Seen this way, Excel was never “shadow IT.”
It was pre-ERP logic, waiting to be formalized.

Why AI Makes Excel More Important, Not Less

AI changes the economics of execution, not the necessity of judgment. Tools like Copilot, Claude, and ChatGPT are exceptional at generating formulas and transformations. That matters — but it addresses execution, not definition.

As models become capable of generating formulas, transformations, and even workflows, the bottleneck moves upstream. The question is no longer how to calculate, but what should be calculated and why.

That upstream work still looks like:

  • Structuring data correctly
  • Defining grain and scope
  • Reconciling discrepancies
  • Making assumptions explicit
  • Testing logic before it becomes operational

Those activities have always lived in Excel.

AI can accelerate execution once logic is sound. It cannot reliably invent the logic itself. If Excel disappears from that process, it doesn’t get replaced by intelligence — it gets replaced by implicit, unexamined assumptions embedded directly into automation.

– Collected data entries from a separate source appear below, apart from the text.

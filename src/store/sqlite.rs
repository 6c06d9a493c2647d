use std::path::Path;
use std::str::FromStr;
use std::sync::{Arc, Mutex};

use async_trait::async_trait;
use rusqlite::types::{FromSql, FromSqlError, FromSqlResult, ToSql, ToSqlOutput, ValueRef};
use rusqlite::{params, Connection, OptionalExtension, Row};
use tokio::sync::watch;
use tracing::{debug, warn};

use super::{StoreError, StoreResult, TaskStore};
use crate::filter::TaskQuery;
use crate::task::{Priority, Task};

/// Bumped whenever the `tasks` layout changes. Databases written with another
/// version are wiped and recreated.
pub const SCHEMA_VERSION: i64 = 3;

const COLUMNS: &str = "id, title, is_completed, priority, due_date, category, notes";

impl ToSql for Priority {
    fn to_sql(&self) -> rusqlite::Result<ToSqlOutput<'_>> {
        Ok(ToSqlOutput::from(self.to_string()))
    }
}

impl FromSql for Priority {
    fn column_result(value: ValueRef<'_>) -> FromSqlResult<Self> {
        let name = value.as_str()?;
        Priority::from_str(name).map_err(|err| FromSqlError::Other(Box::new(err)))
    }
}

/// SQLite-backed [`TaskStore`].
#[derive(Clone)]
pub struct SqliteTaskStore {
    conn: Arc<Mutex<Connection>>,
    changes: Arc<watch::Sender<u64>>,
}

impl SqliteTaskStore {
    pub fn open(path: impl AsRef<Path>) -> StoreResult<Self> {
        let path = path.as_ref();
        if let Some(parent) = path.parent().filter(|p| !p.as_os_str().is_empty()) {
            std::fs::create_dir_all(parent)?;
        }
        debug!(path = %path.display(), "opening task database");
        Self::from_connection(Connection::open(path)?)
    }

    pub fn open_in_memory() -> StoreResult<Self> {
        Self::from_connection(Connection::open_in_memory()?)
    }

    fn from_connection(conn: Connection) -> StoreResult<Self> {
        migrate(&conn)?;
        let (changes, _) = watch::channel(0);
        Ok(Self {
            conn: Arc::new(Mutex::new(conn)),
            changes: Arc::new(changes),
        })
    }

    /// Runs `f` against the connection on the blocking pool.
    async fn with_conn<T, F>(&self, f: F) -> StoreResult<T>
    where
        T: Send + 'static,
        F: FnOnce(&Connection) -> rusqlite::Result<T> + Send + 'static,
    {
        let conn = Arc::clone(&self.conn);
        tokio::task::spawn_blocking(move || {
            let guard = conn.lock().map_err(|_| StoreError::Poisoned)?;
            f(&*guard).map_err(StoreError::from)
        })
        .await?
    }

    fn notify(&self) {
        self.changes.send_modify(|generation| *generation += 1);
    }
}

fn migrate(conn: &Connection) -> StoreResult<()> {
    let version: i64 = conn.query_row("PRAGMA user_version", [], |row| row.get(0))?;
    if version != 0 && version != SCHEMA_VERSION {
        warn!(
            found = version,
            expected = SCHEMA_VERSION,
            "task schema version mismatch, recreating table"
        );
        conn.execute_batch("DROP TABLE IF EXISTS tasks;")?;
    }

    conn.execute_batch(
        r#"
        CREATE TABLE IF NOT EXISTS tasks (
            id INTEGER PRIMARY KEY AUTOINCREMENT,
            title TEXT NOT NULL,
            is_completed INTEGER NOT NULL DEFAULT 0,
            priority TEXT NOT NULL DEFAULT 'LOW',
            due_date TEXT NOT NULL,
            category TEXT NOT NULL DEFAULT '',
            notes TEXT NOT NULL DEFAULT ''
        );
        "#,
    )?;
    conn.pragma_update(None, "user_version", SCHEMA_VERSION)?;
    Ok(())
}

fn row_to_task(row: &Row<'_>) -> rusqlite::Result<Task> {
    Ok(Task {
        id: row.get("id")?,
        title: row.get("title")?,
        is_completed: row.get("is_completed")?,
        priority: row.get("priority")?,
        due_date: row.get("due_date")?,
        category: row.get("category")?,
        notes: row.get("notes")?,
    })
}

fn select(conn: &Connection, query: &TaskQuery) -> rusqlite::Result<Vec<Task>> {
    let (filter, arg): (&str, Option<String>) = match query {
        TaskQuery::All => ("", None),
        TaskQuery::Completed => ("WHERE is_completed = 1", None),
        TaskQuery::Pending => ("WHERE is_completed = 0", None),
        TaskQuery::ByPriority(priority) => ("WHERE priority = ?1", Some(priority.to_string())),
        TaskQuery::Search(text) => ("WHERE title LIKE '%' || ?1 || '%'", Some(text.clone())),
    };
    let sql = format!("SELECT {COLUMNS} FROM tasks {filter} ORDER BY id");
    let mut stmt = conn.prepare_cached(&sql)?;
    let rows = match arg {
        Some(arg) => stmt.query_map(params![arg], row_to_task)?,
        None => stmt.query_map([], row_to_task)?,
    };
    rows.collect()
}

#[async_trait]
impl TaskStore for SqliteTaskStore {
    async fn add(&self, task: Task) -> StoreResult<i64> {
        let id = self
            .with_conn(move |conn| {
                conn.execute(
                    &format!(
                        "INSERT OR REPLACE INTO tasks ({COLUMNS}) \
                         VALUES (NULLIF(?1, 0), ?2, ?3, ?4, ?5, ?6, ?7)"
                    ),
                    params![
                        task.id,
                        task.title,
                        task.is_completed,
                        task.priority,
                        task.due_date,
                        task.category,
                        task.notes,
                    ],
                )?;
                Ok(conn.last_insert_rowid())
            })
            .await?;
        debug!(id, "task stored");
        self.notify();
        Ok(id)
    }

    async fn update(&self, task: Task) -> StoreResult<()> {
        let id = task.id;
        let changed = self
            .with_conn(move |conn| {
                conn.execute(
                    "UPDATE tasks SET title = ?2, is_completed = ?3, priority = ?4, \
                     due_date = ?5, category = ?6, notes = ?7 WHERE id = ?1",
                    params![
                        task.id,
                        task.title,
                        task.is_completed,
                        task.priority,
                        task.due_date,
                        task.category,
                        task.notes,
                    ],
                )
            })
            .await?;
        if changed == 0 {
            debug!(id, "update skipped, no such task");
        } else {
            debug!(id, "task updated");
            self.notify();
        }
        Ok(())
    }

    async fn delete(&self, task: &Task) -> StoreResult<()> {
        let id = task.id;
        let changed = self
            .with_conn(move |conn| conn.execute("DELETE FROM tasks WHERE id = ?1", [id]))
            .await?;
        if changed > 0 {
            debug!(id, "task deleted");
            self.notify();
        }
        Ok(())
    }

    async fn get_by_id(&self, id: i64) -> StoreResult<Option<Task>> {
        self.with_conn(move |conn| {
            conn.query_row(
                &format!("SELECT {COLUMNS} FROM tasks WHERE id = ?1"),
                [id],
                row_to_task,
            )
            .optional()
        })
        .await
    }

    async fn query(&self, query: &TaskQuery) -> StoreResult<Vec<Task>> {
        let query = query.clone();
        self.with_conn(move |conn| select(conn, &query)).await
    }

    fn changes(&self) -> watch::Receiver<u64> {
        self.changes.subscribe()
    }
}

That is not progress. That is risk.

Excel, ERP, and AI as a Continuum — Not Competitors

The mistake is treating Excel, ERP, and AI as alternatives.

They are not.

They are stages in a continuum of trust:

  • Excel is where logic is explored, challenged, and refined
  • ERP is where that logic becomes enforced, governed, and auditable
  • AI is where that logic is scaled, accelerated, and applied at speed

When Excel is treated as disposable, organizations lose the place where understanding is built. When ERP is neglected, organizations lose the place where trust is enforced. When AI is layered on top of either without discipline, organizations scale confusion.

The systems that succeed recognize the handoff:

  • Excel informs ERP
  • ERP constrains AI
  • AI amplifies outcomes

That sequence is not legacy thinking. It is the architecture intelligence requires.

The Real Risk

The risk is not that Excel survives too long.

The risk is that organizations confuse automation with understanding and deploy AI against foundations that were never coherent to begin with.

AI does not create trust.
It inherits it.

Excel still matters because trust still has to be built somewhere.